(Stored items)

★ ★ ★

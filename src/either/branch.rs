//! Single-branch construction tokens.
//!
//! [`EitherLeft<L>`] and [`EitherRight<R>`] name one branch without fixing
//! the other branch's type. They convert into any `Either` with a matching
//! branch type, and an `Either` compares against them exactly as it would
//! against the equivalent full `Either`.

use std::cmp::Ordering;

use crate::error::{Fallible, require_argument};

use super::Either;

/// A `Left` payload whose right type is not yet known.
///
/// # Examples
///
/// ```rust
/// use railway::{Either, EitherLeft};
///
/// let either: Either<&str, i32> = EitherLeft::new("missing").into();
/// assert_eq!(either, EitherLeft::new("missing"));
/// ```
#[derive(Debug, Clone, Copy, PartialEq, Eq, PartialOrd, Ord, Hash)]
pub struct EitherLeft<L>(L);

/// A `Right` payload whose left type is not yet known.
#[derive(Debug, Clone, Copy, PartialEq, Eq, PartialOrd, Ord, Hash)]
pub struct EitherRight<R>(R);

impl<L> EitherLeft<L> {
    /// Wraps `value`.
    #[inline]
    pub const fn new(value: L) -> Self {
        Self(value)
    }

    /// Wraps a nullable value that must not be null.
    ///
    /// # Errors
    ///
    /// Returns [`ContractError::ArgumentNull`](crate::ContractError::ArgumentNull)
    /// if `value` is `None`.
    pub fn try_new(value: Option<L>) -> Fallible<Self> {
        require_argument("value", value).map(Self)
    }

    /// Returns the payload.
    #[inline]
    pub const fn value(&self) -> &L {
        &self.0
    }

    /// Consumes the token and returns the payload.
    #[inline]
    pub fn into_value(self) -> L {
        self.0
    }

    /// Fixes the right type.
    #[inline]
    pub fn into_either<R>(self) -> Either<L, R> {
        Either::Left(self.0)
    }
}

impl<R> EitherRight<R> {
    /// Wraps `value`.
    #[inline]
    pub const fn new(value: R) -> Self {
        Self(value)
    }

    /// Wraps a nullable value that must not be null.
    ///
    /// # Errors
    ///
    /// Returns [`ContractError::ArgumentNull`](crate::ContractError::ArgumentNull)
    /// if `value` is `None`.
    pub fn try_new(value: Option<R>) -> Fallible<Self> {
        require_argument("value", value).map(Self)
    }

    /// Returns the payload.
    #[inline]
    pub const fn value(&self) -> &R {
        &self.0
    }

    /// Consumes the token and returns the payload.
    #[inline]
    pub fn into_value(self) -> R {
        self.0
    }

    /// Fixes the left type.
    #[inline]
    pub fn into_either<L>(self) -> Either<L, R> {
        Either::Right(self.0)
    }
}

impl<L, R> From<EitherLeft<L>> for Either<L, R> {
    fn from(token: EitherLeft<L>) -> Self {
        token.into_either()
    }
}

impl<L, R> From<EitherRight<R>> for Either<L, R> {
    fn from(token: EitherRight<R>) -> Self {
        token.into_either()
    }
}

impl<L: PartialEq, R> PartialEq<EitherLeft<L>> for Either<L, R> {
    fn eq(&self, other: &EitherLeft<L>) -> bool {
        matches!(self, Self::Left(value) if *value == other.0)
    }
}

impl<L, R: PartialEq> PartialEq<EitherRight<R>> for Either<L, R> {
    fn eq(&self, other: &EitherRight<R>) -> bool {
        matches!(self, Self::Right(value) if *value == other.0)
    }
}

// A `Left` token sits where a full `Left` would: above `None`, below `Right`.
impl<L: PartialOrd, R> PartialOrd<EitherLeft<L>> for Either<L, R> {
    fn partial_cmp(&self, other: &EitherLeft<L>) -> Option<Ordering> {
        match self {
            Self::None => Some(Ordering::Less),
            Self::Left(value) => value.partial_cmp(&other.0),
            Self::Right(_) => Some(Ordering::Greater),
        }
    }
}

impl<L, R: PartialOrd> PartialOrd<EitherRight<R>> for Either<L, R> {
    fn partial_cmp(&self, other: &EitherRight<R>) -> Option<Ordering> {
        match self {
            Self::None | Self::Left(_) => Some(Ordering::Less),
            Self::Right(value) => value.partial_cmp(&other.0),
        }
    }
}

★ ★ ★

— The task —
Scan the data above and copy every line with "full" in it.

— Response to this task —
//! against the equivalent full `Either`.
// A `Left` token sits where a full `Left` would: above `None`, below `Right`.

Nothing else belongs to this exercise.